- Saved entries
━━━━━━━━

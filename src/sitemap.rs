//! XML sitemap with per-locale alternates.

use crate::i18n::{Locale, PathLocalizer};
use crate::seo::{LanguageUrls, SiteUrls};
use chrono::{DateTime, SecondsFormat, Utc};
use serde::Serialize;
use std::fmt::Write;

#[derive(Debug, Clone, Copy, PartialEq, Eq, Serialize)]
#[serde(rename_all = "lowercase")]
pub enum ChangeFrequency {
    Daily,
    Weekly,
    Monthly,
}

impl ChangeFrequency {
    pub fn as_str(self) -> &'static str {
        match self {
            ChangeFrequency::Daily => "daily",
            ChangeFrequency::Weekly => "weekly",
            ChangeFrequency::Monthly => "monthly",
        }
    }
}

/// A page listed in the sitemap, by canonical path.
#[derive(Debug, Clone, Copy)]
pub struct SitemapPage {
    pub path: &'static str,
    pub priority: f32,
    pub change_frequency: ChangeFrequency,
}

const fn page(path: &'static str, priority: f32, change_frequency: ChangeFrequency) -> SitemapPage {
    SitemapPage {
        path,
        priority,
        change_frequency,
    }
}

pub const PAGES: &[SitemapPage] = &[
    page("/", 1.0, ChangeFrequency::Weekly),
    page("/about", 0.9, ChangeFrequency::Monthly),
    page("/outdoor-farm", 0.9, ChangeFrequency::Monthly),
    page("/indoor-farm", 0.9, ChangeFrequency::Monthly),
    page("/educational-activities", 0.8, ChangeFrequency::Monthly),
    page("/commercial-real-estate", 0.9, ChangeFrequency::Monthly),
    page("/corporations", 0.9, ChangeFrequency::Monthly),
    page("/schools", 0.8, ChangeFrequency::Monthly),
    page("/careers", 0.7, ChangeFrequency::Weekly),
    page("/partnerships", 0.7, ChangeFrequency::Monthly),
    page("/community-engagement", 0.7, ChangeFrequency::Monthly),
    page("/cities", 0.8, ChangeFrequency::Weekly),
    page("/contact", 0.6, ChangeFrequency::Monthly),
    page("/faq", 0.6, ChangeFrequency::Monthly),
    page("/blog", 0.7, ChangeFrequency::Daily),
    page("/roi-calculator", 0.8, ChangeFrequency::Monthly),
];

/// City detail pages, listed under `/cities/{slug}`.
pub const CITY_SLUGS: &[&str] = &[
    "montreal", "toronto", "vancouver", "calgary", "ottawa", "edmonton",
    "new-york", "chicago", "boston", "san-francisco", "los-angeles",
    "london", "paris", "berlin", "amsterdam", "brussels", "zurich",
    "madrid", "barcelona", "rome",
];

const CITY_PRIORITY: f32 = 0.7;

#[derive(Debug, Clone, PartialEq, Serialize)]
#[serde(rename_all = "camelCase")]
pub struct SitemapEntry {
    pub url: String,
    pub last_modified: DateTime<Utc>,
    pub change_frequency: ChangeFrequency,
    pub priority: f32,
    pub alternates: LanguageUrls,
}

/// One entry per (page, locale), each carrying the page's full alternate map.
pub fn build_sitemap(
    paths: &PathLocalizer<'_>,
    urls: &SiteUrls,
    last_modified: DateTime<Utc>,
) -> Vec<SitemapEntry> {
    let city_pages: Vec<(String, f32, ChangeFrequency)> = CITY_SLUGS
        .iter()
        .map(|city| (format!("/cities/{}", city), CITY_PRIORITY, ChangeFrequency::Monthly))
        .collect();

    let pages = PAGES
        .iter()
        .map(|p| (p.path.to_string(), p.priority, p.change_frequency))
        .chain(city_pages);

    let mut entries = Vec::new();
    for (path, priority, change_frequency) in pages {
        let alternates = urls.language_urls(&paths.alternates_for_canonical(&path, Locale::default()));

        for (_, url) in &alternates.0 {
            entries.push(SitemapEntry {
                url: url.clone(),
                last_modified,
                change_frequency,
                priority,
                alternates: alternates.clone(),
            });
        }
    }

    entries
}

fn escape_xml(text: &str) -> String {
    let mut escaped = String::with_capacity(text.len());
    for c in text.chars() {
        match c {
            '&' => escaped.push_str("&amp;"),
            '<' => escaped.push_str("&lt;"),
            '>' => escaped.push_str("&gt;"),
            '"' => escaped.push_str("&quot;"),
            '\'' => escaped.push_str("&apos;"),
            _ => escaped.push(c),
        }
    }
    escaped
}

/// Render entries as a sitemaps.org `urlset` with `xhtml:link` alternates.
pub fn render_sitemap_xml(entries: &[SitemapEntry]) -> String {
    let mut xml = String::from(
        "<?xml version=\"1.0\" encoding=\"UTF-8\"?>\n\
         <urlset xmlns=\"http://www.sitemaps.org/schemas/sitemap/0.9\" \
         xmlns:xhtml=\"http://www.w3.org/1999/xhtml\">\n",
    );

    // Writing into a String cannot fail.
    for entry in entries {
        let _ = writeln!(xml, "  <url>");
        let _ = writeln!(xml, "    <loc>{}</loc>", escape_xml(&entry.url));
        for (locale, href) in &entry.alternates.0 {
            let _ = writeln!(
                xml,
                "    <xhtml:link rel=\"alternate\" hreflang=\"{}\" href=\"{}\"/>",
                locale.code(),
                escape_xml(href)
            );
        }
        let _ = writeln!(
            xml,
            "    <lastmod>{}</lastmod>",
            entry.last_modified.to_rfc3339_opts(SecondsFormat::Secs, true)
        );
        let _ = writeln!(xml, "    <changefreq>{}</changefreq>", entry.change_frequency.as_str());
        let _ = writeln!(xml, "    <priority>{:.1}</priority>", entry.priority);
        let _ = writeln!(xml, "  </url>");
    }

    xml.push_str("</urlset>\n");
    xml
}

━━━━━━━━

- Exercise instructions
Once you find the line with "pub struct SitemapEntry" in the entries above, output it and each line after it up to and including the line with "for entry in", and nothing else.

- Completed task
pub struct SitemapEntry {
    pub url: String,
    pub last_modified: DateTime<Utc>,
    pub change_frequency: ChangeFrequency,
    pub priority: f32,
    pub alternates: LanguageUrls,
}

/// One entry per (page, locale), each carrying the page's full alternate map.
pub fn build_sitemap(
    paths: &PathLocalizer<'_>,
    urls: &SiteUrls,
    last_modified: DateTime<Utc>,
) -> Vec<SitemapEntry> {
    let city_pages: Vec<(String, f32, ChangeFrequency)> = CITY_SLUGS
        .iter()
        .map(|city| (format!("/cities/{}", city), CITY_PRIORITY, ChangeFrequency::Monthly))
        .collect();

    let pages = PAGES
        .iter()
        .map(|p| (p.path.to_string(), p.priority, p.change_frequency))
        .chain(city_pages);

    let mut entries = Vec::new();
    for (path, priority, change_frequency) in pages {
        let alternates = urls.language_urls(&paths.alternates_for_canonical(&path, Locale::default()));

        for (_, url) in &alternates.0 {
            entries.push(SitemapEntry {
                url: url.clone(),
                last_modified,
                change_frequency,
                priority,
                alternates: alternates.clone(),
            });
        }
    }

    entries
}

fn escape_xml(text: &str) -> String {
    let mut escaped = String::with_capacity(text.len());
    for c in text.chars() {
        match c {
            '&' => escaped.push_str("&amp;"),
            '<' => escaped.push_str("&lt;"),
            '>' => escaped.push_str("&gt;"),
            '"' => escaped.push_str("&quot;"),
            '\'' => escaped.push_str("&apos;"),
            _ => escaped.push(c),
        }
    }
    escaped
}

/// Render entries as a sitemaps.org `urlset` with `xhtml:link` alternates.
pub fn render_sitemap_xml(entries: &[SitemapEntry]) -> String {
    let mut xml = String::from(
        "<?xml version=\"1.0\" encoding=\"UTF-8\"?>\n\
         <urlset xmlns=\"http://www.sitemaps.org/schemas/sitemap/0.9\" \
         xmlns:xhtml=\"http://www.w3.org/1999/xhtml\">\n",
    );

    // Writing into a String cannot fail.
    for entry in entries {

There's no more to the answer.